Summersongs: Romeo Void

7 08 2014

Had enough of the angry money posts? How about biting sex posts?

Biting sex. . . hmmm, I see how that could be taken a couple of different ways. In any case, the “biting” refers to the attitude of Deborah Iyall toward sexy sexytimes and the occasional aftermath.

I first thought “A Girl in Trouble (Is a Temporary Thing)” would be the summersong, but after a night out with C & K, thought that maybe “Never Say Never”

Whatever. It’s Romeo Void, and even tho’ Iyall tells the girl that old man would “be warm in your coat”, why be literal about the coat-wearing and the presumably cold weather?

It’s about the beat and the attitude—and the backup boys singing temporary temporary in the chorus.

Do pop songs even use sax anymore? And, yeah, those Eighties video production values. . . .

I might like you better if we slept together
I might like you better if we slept together
I might like you better if we slept together

How can you not sing along to that?





Everybody knows that the Plague is coming, 4

6 08 2014

File under: why would anyone be surprised?

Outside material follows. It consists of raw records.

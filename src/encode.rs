//! Boundary between captured images and a video encoder.
//!
//! The encoder is external. It receives raw BGRA rows through
//! [`EncodeFeeder`] together with a timestamp and duration in 100 ns units.

use crate::bitmap::BitmapImage;
use crate::error::{CaptureError, CaptureResult};
use crate::parallel::copy_rows;
use crate::region::Rect;

/// Duration of one sample at 60 fps, in 100 ns units.
pub const VIDEO_FRAME_DURATION: i64 = 10_000_000 / 60;

const HUNDRED_NS_PER_SECOND: i64 = 10_000_000;

/// One frame's worth of pixel data handed to the encoder.
#[derive(Clone, Copy, Debug)]
pub struct EncoderSample<'a> {
    pub pixels: &'a [u8],
    pub row_pitch: u32,
    pub width: u32,
    pub height: u32,
    /// Presentation time in 100 ns units.
    pub timestamp: i64,
    pub duration: i64,
}

pub trait EncodeFeeder {
    fn feed(&mut self, sample: EncoderSample<'_>) -> CaptureResult<()>;
}

impl<F: EncodeFeeder + ?Sized> EncodeFeeder for &mut F {
    fn feed(&mut self, sample: EncoderSample<'_>) -> CaptureResult<()> {
        (**self).feed(sample)
    }
}

/// Monotonic sample clock advancing by a fixed frame duration.
#[derive(Clone, Copy, Debug, PartialEq, Eq)]
pub struct SampleClock {
    next: i64,
    frame_duration: i64,
}

impl Default for SampleClock {
    fn default() -> Self {
        Self {
            next: 0,
            frame_duration: VIDEO_FRAME_DURATION,
        }
    }
}

impl SampleClock {
    pub fn new(frame_duration: i64) -> CaptureResult<Self> {
        if frame_duration <= 0 {
            return Err(CaptureError::InvalidConfig(format!(
                "frame duration must be positive, got {frame_duration}"
            )));
        }
        Ok(Self {
            next: 0,
            frame_duration,
        })
    }

    pub fn for_fps(fps: u32) -> CaptureResult<Self> {
        if fps == 0 {
            return Err(CaptureError::InvalidConfig("fps must be positive".into()));
        }
        Self::new(HUNDRED_NS_PER_SECOND / i64::from(fps))
    }

    pub fn frame_duration(&self) -> i64 {
        self.frame_duration
    }

    /// Timestamp for the next sample. Advances the clock.
    pub fn tick(&mut self) -> i64 {
        let timestamp = self.next;
        self.next += self.frame_duration;
        timestamp
    }

    pub fn reset(&mut self) {
        self.next = 0;
    }
}

/// Builds encoder samples from captured images.
///
/// Whole images are referenced in place. A crop is copied into a scratch
/// buffer owned by the builder and reused across samples.
#[derive(Debug, Default)]
pub struct EncoderSampleBuilder {
    clock: SampleClock,
    scratch: Vec<u8>,
}

impl EncoderSampleBuilder {
    pub fn new(clock: SampleClock) -> Self {
        Self {
            clock,
            scratch: Vec::new(),
        }
    }

    pub fn clock(&self) -> &SampleClock {
        &self.clock
    }

    /// `region` is in image coordinates and is clipped to the image.
    pub fn build<'a>(
        &'a mut self,
        image: &'a BitmapImage,
        region: Option<Rect>,
    ) -> CaptureResult<EncoderSample<'a>> {
        let bounds = Rect::from_origin_size(0, 0, image.width, image.height)?;
        let crop = match region {
            Some(rect) if rect != bounds => Some(rect.intersect(&bounds).ok_or_else(|| {
                CaptureError::InvalidConfig(format!("crop {rect:?} lies outside {bounds:?}"))
            })?),
            _ => None,
        };

        let duration = self.clock.frame_duration();
        let Some(crop) = crop else {
            if image.size == 0 {
                return Err(CaptureError::NoFrame);
            }
            return Ok(EncoderSample {
                pixels: image.pixels(),
                row_pitch: image.row_pitch,
                width: image.width,
                height: image.height,
                timestamp: self.clock.tick(),
                duration,
            });
        };

        let (width, height) = crop.extent()?;
        let bytes_per_pixel = image.bytes_per_pixel as usize;
        let row_bytes = width as usize * bytes_per_pixel;
        let len = row_bytes
            .checked_mul(height as usize)
            .ok_or(CaptureError::BufferOverflow)?;
        if self.scratch.len() < len {
            self.scratch
                .try_reserve(len - self.scratch.len())
                .map_err(|_| CaptureError::OutOfMemory("encoder crop buffer"))?;
            self.scratch.resize(len, 0);
        }

        let src_pitch = image.row_pitch as usize;
        let offset = crop.top as usize * src_pitch + crop.left as usize * bytes_per_pixel;
        let src = image.pixels().get(offset..).ok_or(CaptureError::BufferOverflow)?;
        copy_rows(
            src,
            src_pitch,
            &mut self.scratch[..len],
            row_bytes,
            row_bytes,
            height as usize,
        )?;

        Ok(EncoderSample {
            pixels: &self.scratch[..len],
            row_pitch: u32::try_from(row_bytes).map_err(|_| CaptureError::BufferOverflow)?,
            width,
            height,
            timestamp: self.clock.tick(),
            duration,
        })
    }

    /// Build a sample and hand it to `feeder`.
    pub fn feed(
        &mut self,
        feeder: &mut dyn EncodeFeeder,
        image: &BitmapImage,
        region: Option<Rect>,
    ) -> CaptureResult<()> {
        let sample = self.build(image, region)?;
        feeder.feed(sample)
    }
}

#[cfg(test)]
mod tests {
    use super::*;
    use crate::backend::MappedRegion;

    #[derive(Default)]
    struct RecordingFeeder {
        samples: Vec<(i64, u32, u32, Vec<u8>)>,
    }

    impl EncodeFeeder for RecordingFeeder {
        fn feed(&mut self, sample: EncoderSample<'_>) -> CaptureResult<()> {
            self.samples
                .push((sample.timestamp, sample.width, sample.height, sample.pixels.to_vec()));
            Ok(())
        }
    }

    /// 4x3 image, pitch 20, pixel = [x, y, 0, 0].
    fn image() -> CaptureResult<BitmapImage> {
        let mut data = vec![0xEEu8; 20 * 3];
        for y in 0..3u8 {
            for x in 0..4u8 {
                let at = y as usize * 20 + x as usize * 4;
                data[at..at + 4].copy_from_slice(&[x, y, 0, 0]);
            }
        }
        let mut image = BitmapImage::new();
        image.transcribe(MappedRegion {
            data: &data,
            row_pitch: 20,
            width: 4,
            height: 3,
        })?;
        Ok(image)
    }

    #[test]
    fn timestamps_advance_by_frame_duration() -> CaptureResult<()> {
        let image = image()?;
        let mut builder = EncoderSampleBuilder::default();
        let mut feeder = RecordingFeeder::default();
        for _ in 0..3 {
            builder.feed(&mut feeder, &image, None)?;
        }
        let stamps: Vec<_> = feeder.samples.iter().map(|s| s.0).collect();
        assert_eq!(stamps, vec![0, 166_666, 333_332]);
        Ok(())
    }

    #[test]
    fn whole_image_is_referenced_with_its_pitch() -> CaptureResult<()> {
        let image = image()?;
        let mut builder = EncoderSampleBuilder::default();
        let sample = builder.build(&image, None)?;
        assert_eq!(sample.row_pitch, 20);
        assert_eq!(sample.pixels.as_ptr(), image.pixels().as_ptr());
        assert_eq!(sample.duration, VIDEO_FRAME_DURATION);
        Ok(())
    }

    #[test]
    fn crop_is_packed_without_padding() -> CaptureResult<()> {
        let image = image()?;
        let mut builder = EncoderSampleBuilder::default();
        let sample = builder.build(&image, Some(Rect::new(1, 1, 3, 3)))?;
        assert_eq!((sample.width, sample.height, sample.row_pitch), (2, 2, 8));
        assert_eq!(
            sample.pixels,
            &[1, 1, 0, 0, 2, 1, 0, 0, 1, 2, 0, 0, 2, 2, 0, 0]
        );
        Ok(())
    }

    #[test]
    fn crop_outside_image_is_rejected() -> CaptureResult<()> {
        let image = image()?;
        let mut builder = EncoderSampleBuilder::default();
        assert!(matches!(
            builder.build(&image, Some(Rect::new(10, 10, 12, 12))),
            Err(CaptureError::InvalidConfig(_))
        ));
        Ok(())
    }

    #[test]
    fn fps_clock_rejects_zero() {
        assert!(SampleClock::for_fps(0).is_err());
        assert_eq!(SampleClock::for_fps(30).map(|c| c.frame_duration()).ok(), Some(333_333));
    }
}
pub mod backend;
pub mod bitmap;
pub mod bmp;
pub mod device;
pub mod encode;
pub(crate) mod env_config;
pub mod error;
pub mod frame;
pub mod frame_cache;
pub mod frame_source;
pub mod manager;
pub mod monitor;
pub mod parallel;
pub mod platform;
pub mod pointer;
pub mod reconcile;
pub mod region;
pub mod streaming;

#[cfg(test)]
mod testing;

use error::CaptureResult;

pub use backend::{CaptureBackend, DuplicationOutput, GraphicsDevice, MappedRegion, Rotation};
pub use bitmap::BitmapImage;
pub use device::{DeviceCreationParams, DriverType, FeatureLevel, RemovedReason};
pub use encode::{EncodeFeeder, EncoderSample, EncoderSampleBuilder, SampleClock};
pub use error::{CaptureError, CaptureErrorClass};
pub use frame::{FrameInfo, FrameMetadata};
pub use frame_cache::FrameBufferCache;
pub use manager::{CaptureDeviceManager, CaptureStep, CapturedFrame, ManagerState};
pub use monitor::MonitorDescriptor;
pub use platform::{platform_backend, PlatformBackend};
pub use pointer::PointerInfo;
pub use reconcile::{reconcile, ChangedRegionSet, RegionReconciler};
pub use region::{MoveRect, Point, Rect};
pub use streaming::{CaptureEvent, StreamConfig, StreamHandle, StreamStats, StreamStatsSnapshot};

#[cfg(feature = "tokio-stream")]
pub use streaming::AsyncStreamHandle;

/// Capture one frame of output `index` with the platform backend.
///
/// Makes at most `attempts` acquires of `timeout_ms` each and returns the
/// first frame that arrives.
pub fn capture_once(
    index: usize,
    timeout_ms: u32,
    attempts: usize,
) -> CaptureResult<CapturedFrame> {
    let mut manager = CaptureDeviceManager::new(platform_backend());
    manager.select_and_initialize(index)?;
    for _ in 0..attempts.max(1) {
        if let CaptureStep::Frame(frame) = manager.capture_frame(timeout_ms, None)? {
            return Ok(frame);
        }
    }
    Err(CaptureError::NoFrame)
}
use crate::error::{CaptureError, CaptureResult};
use crate::region::{MoveRect, Point, Rect, DIRTY_RECT_BYTES, MOVE_RECT_BYTES};

/// Per-frame information reported by the duplication source.
#[derive(Clone, Copy, Debug, Default, PartialEq, Eq)]
pub struct FrameInfo {
    /// QPC time of the last desktop present. Zero when only the pointer
    /// changed.
    pub last_present_time: i64,
    /// QPC time of the last pointer update. Zero when the pointer did not
    /// move or change shape.
    pub last_mouse_update_time: i64,
    /// Desktop presents folded into this frame since the previous acquire.
    pub accumulated_frames: u32,
    pub rects_coalesced: bool,
    pub protected_content_masked_out: bool,
    /// Pointer position relative to the output's top-left corner.
    pub pointer_position: Point,
    pub pointer_visible: bool,
    /// Bytes of move plus dirty metadata available for this frame.
    pub total_metadata_size: u32,
    /// Bytes needed to fetch the new pointer shape, zero when unchanged.
    pub pointer_shape_buffer_size: u32,
}

/// Move/dirty rectangles of one frame as seen by the reconciler.
///
/// A slice is `None` when the source never populated it. Non-zero
/// `total_size` with a missing slice means the metadata is unusable.
#[derive(Clone, Copy, Debug, Default)]
pub struct FrameMetadata<'a> {
    pub total_size: u32,
    pub move_rects: Option<&'a [MoveRect]>,
    pub dirty_rects: Option<&'a [Rect]>,
}

impl FrameMetadata<'_> {
    pub fn has_changes(&self) -> bool {
        self.move_rects.is_some_and(|moves| !moves.is_empty())
            || self.dirty_rects.is_some_and(|dirty| !dirty.is_empty())
    }
}

/// Reusable storage for move and dirty rectangles.
///
/// `capacity_bytes` only ever grows. A failed grow keeps the previous
/// capacity and empties both lists.
#[derive(Debug, Default)]
pub struct MetadataBuffer {
    moves: Vec<MoveRect>,
    dirty: Vec<Rect>,
    capacity_bytes: u32,
    populated: bool,
}

impl MetadataBuffer {
    pub fn new() -> Self {
        Self::default()
    }

    pub fn capacity_bytes(&self) -> u32 {
        self.capacity_bytes
    }

    pub fn move_count(&self) -> usize {
        self.moves.len()
    }

    pub fn dirty_count(&self) -> usize {
        self.dirty.len()
    }

    /// Empty both lists and forget whether they were fetched.
    pub fn clear(&mut self) {
        self.moves.clear();
        self.dirty.clear();
        self.populated = false;
    }

    /// Make room for `required_bytes` of metadata.
    pub fn ensure_capacity(&mut self, required_bytes: u32) -> CaptureResult<()> {
        if required_bytes <= self.capacity_bytes {
            return Ok(());
        }
        let bytes = usize::try_from(required_bytes).map_err(|_| CaptureError::BufferOverflow)?;
        let grown = self
            .moves
            .try_reserve(bytes.div_ceil(MOVE_RECT_BYTES))
            .and_then(|()| self.dirty.try_reserve(bytes.div_ceil(DIRTY_RECT_BYTES)));
        if grown.is_err() {
            self.clear();
            return Err(CaptureError::OutOfMemory("frame metadata"));
        }
        tracing::debug!(
            from = self.capacity_bytes,
            to = required_bytes,
            "grew frame metadata buffer"
        );
        self.capacity_bytes = required_bytes;
        Ok(())
    }

    pub(crate) fn parts_mut(&mut self) -> (&mut Vec<MoveRect>, &mut Vec<Rect>) {
        (&mut self.moves, &mut self.dirty)
    }

    pub(crate) fn mark_populated(&mut self) {
        self.populated = true;
    }

    pub fn view(&self, total_size: u32) -> FrameMetadata<'_> {
        let (move_rects, dirty_rects) = if self.populated {
            (Some(self.moves.as_slice()), Some(self.dirty.as_slice()))
        } else {
            (None, None)
        };
        FrameMetadata {
            total_size,
            move_rects,
            dirty_rects,
        }
    }
}

/// A desktop image held by a frame source until released.
#[derive(Debug)]
pub struct Frame<'a, S> {
    pub surface: &'a S,
    pub info: FrameInfo,
    /// Per-source counter, starting at 1 for the first acquired frame.
    pub sequence: u64,
    pub metadata: FrameMetadata<'a>,
}

#[derive(Debug)]
pub enum AcquireOutcome<'a, S> {
    Frame(Frame<'a, S>),
    /// No new desktop image arrived within the timeout.
    TimedOut,
}

impl<'a, S> AcquireOutcome<'a, S> {
    pub fn into_frame(self) -> Option<Frame<'a, S>> {
        match self {
            Self::Frame(frame) => Some(frame),
            Self::TimedOut => None,
        }
    }
}

#[cfg(test)]
mod tests {
    use super::*;

    #[test]
    fn capacity_never_decreases() -> CaptureResult<()> {
        let mut buffer = MetadataBuffer::new();
        let mut observed = Vec::new();
        for required in [96, 48, 240, 64] {
            buffer.ensure_capacity(required)?;
            observed.push(buffer.capacity_bytes());
        }
        assert_eq!(observed, vec![96, 96, 240, 240]);
        Ok(())
    }

    #[test]
    fn unpopulated_buffer_yields_absent_slices() {
        let mut buffer = MetadataBuffer::new();
        let view = buffer.view(64);
        assert!(view.move_rects.is_none());
        assert!(view.dirty_rects.is_none());

        buffer.parts_mut().1.push(Rect::new(0, 0, 4, 4));
        buffer.mark_populated();
        let view = buffer.view(16);
        assert_eq!(view.move_rects.map(<[_]>::len), Some(0));
        assert_eq!(view.dirty_rects.map(<[_]>::len), Some(1));
        assert!(view.has_changes());
    }

    #[test]
    fn clear_resets_counts_but_keeps_capacity() -> CaptureResult<()> {
        let mut buffer = MetadataBuffer::new();
        buffer.ensure_capacity(128)?;
        buffer.parts_mut().0.push(MoveRect::default());
        buffer.mark_populated();
        buffer.clear();
        assert_eq!(buffer.move_count(), 0);
        assert_eq!(buffer.capacity_bytes(), 128);
        assert!(buffer.view(128).move_rects.is_none());
        Ok(())
    }
}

First up: Professor John Ashton, the president of the UK Faculty of Public Health, who writes:

“In both cases [Aids and Ebola], it seems that the involvement of powerless minority groups has contributed to a tardiness of response and a failure to mobilise an adequately resourced international medical response.”

and World Health Organization director general Dr Margaret Chan:

“We must respond to this emergency as if it was in Kensington, Chelsea and Westminster. We must also tackle the scandal of the unwillingness of the pharmaceutical industry to invest in research [on] treatments and vaccines, something they refuse to do because the numbers involved are, in their terms, so small and don’t justify the investment. This is the moral bankruptcy of capitalism acting in the absence of a moral and social framework.”

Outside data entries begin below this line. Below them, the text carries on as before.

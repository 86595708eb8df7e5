//! Platform backend selection.

#[cfg(target_os = "windows")]
pub mod windows;

#[cfg(target_os = "windows")]
pub type PlatformBackend = windows::WindowsBackend;

#[cfg(not(target_os = "windows"))]
pub type PlatformBackend = unsupported::UnsupportedBackend;

/// The backend for the current platform.
pub fn platform_backend() -> PlatformBackend {
    PlatformBackend::default()
}

#[cfg(not(target_os = "windows"))]
pub mod unsupported {
    use crate::backend::{
        CaptureBackend, DuplicationOutput, GraphicsDevice, MappedRegion, OutputEntry,
        PointerShapeInfo, RawAcquire, Rotation,
    };
    use crate::device::{DeviceCreationParams, RemovedReason};
    use crate::error::{CaptureError, CaptureResult};
    use crate::region::{MoveRect, Rect};

    fn unsupported_error() -> CaptureError {
        CaptureError::BackendUnavailable("screen capture is only supported on Windows".to_string())
    }

    /// Backend that fails every call. Its device and duplication types
    /// cannot be constructed.
    #[derive(Clone, Copy, Debug, Default)]
    pub struct UnsupportedBackend;

    #[derive(Clone, Copy, Debug)]
    pub enum Never {}

    impl GraphicsDevice for Never {
        type Surface = Never;

        fn read_region(
            &mut self,
            _surface: &Never,
            _rect: Rect,
            _sink: &mut dyn FnMut(MappedRegion<'_>) -> CaptureResult<()>,
        ) -> CaptureResult<()> {
            match *self {}
        }

        fn removed_reason(&self) -> RemovedReason {
            match *self {}
        }
    }

    impl DuplicationOutput for Never {
        type Surface = Never;

        fn rotation(&self) -> Rotation {
            match *self {}
        }

        fn acquire_next_frame(&mut self, _timeout_ms: u32) -> CaptureResult<RawAcquire<Never>> {
            match *self {}
        }

        fn frame_move_rects(
            &mut self,
            _budget_bytes: u32,
            _out: &mut Vec<MoveRect>,
        ) -> CaptureResult<()> {
            match *self {}
        }

        fn frame_dirty_rects(
            &mut self,
            _budget_bytes: u32,
            _out: &mut Vec<Rect>,
        ) -> CaptureResult<()> {
            match *self {}
        }

        fn frame_pointer_shape(&mut self, _out: &mut [u8]) -> CaptureResult<PointerShapeInfo> {
            match *self {}
        }

        fn release_frame(&mut self) -> CaptureResult<()> {
            match *self {}
        }

        fn removed_reason(&self) -> RemovedReason {
            match *self {}
        }
    }

    impl CaptureBackend for UnsupportedBackend {
        type Adapter = Never;
        type Output = Never;
        type Device = Never;
        type Duplication = Never;

        fn enumerate_outputs(&self) -> CaptureResult<Vec<OutputEntry<Never, Never>>> {
            Err(unsupported_error())
        }

        fn create_device(
            &self,
            adapter: &Never,
            _params: &DeviceCreationParams,
        ) -> CaptureResult<Never> {
            match *adapter {}
        }

        fn duplicate_output(&self, device: &Never, _output: &Never) -> CaptureResult<Never> {
            match *device {}
        }
    }

    #[cfg(test)]
    mod tests {
        use super::*;
        use crate::error::CaptureErrorClass;
        use crate::manager::CaptureDeviceManager;

        #[test]
        fn every_entry_point_reports_unavailable_backend() {
            let mut manager = CaptureDeviceManager::with_params(
                UnsupportedBackend,
                DeviceCreationParams::default(),
            );
            let err = manager.select_and_initialize(0).err();
            assert_eq!(
                err.map(|err| err.class()),
                Some(CaptureErrorClass::Unsupported)
            );
            assert!(!manager.is_ready());
        }
    }
}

Second, Allan Sloan, who is surprised enough to be outraged that American companies would park their “incorporation” overseas so as to avoid taxes:

Inverters don’t hesitate to take advantage of the great things that make America America: our deep financial markets, our democracy and rule of law, our military might, our intellectual and physical infrastructure, our national research programs, all the terrific places our country offers for employees and their families to live. But inverters do hesitate — totally — when it’s time to ante up their fair share of financial support of our system.

Profit-seeking companies seeking to maximize their profits?! Who ever heard of such a thing?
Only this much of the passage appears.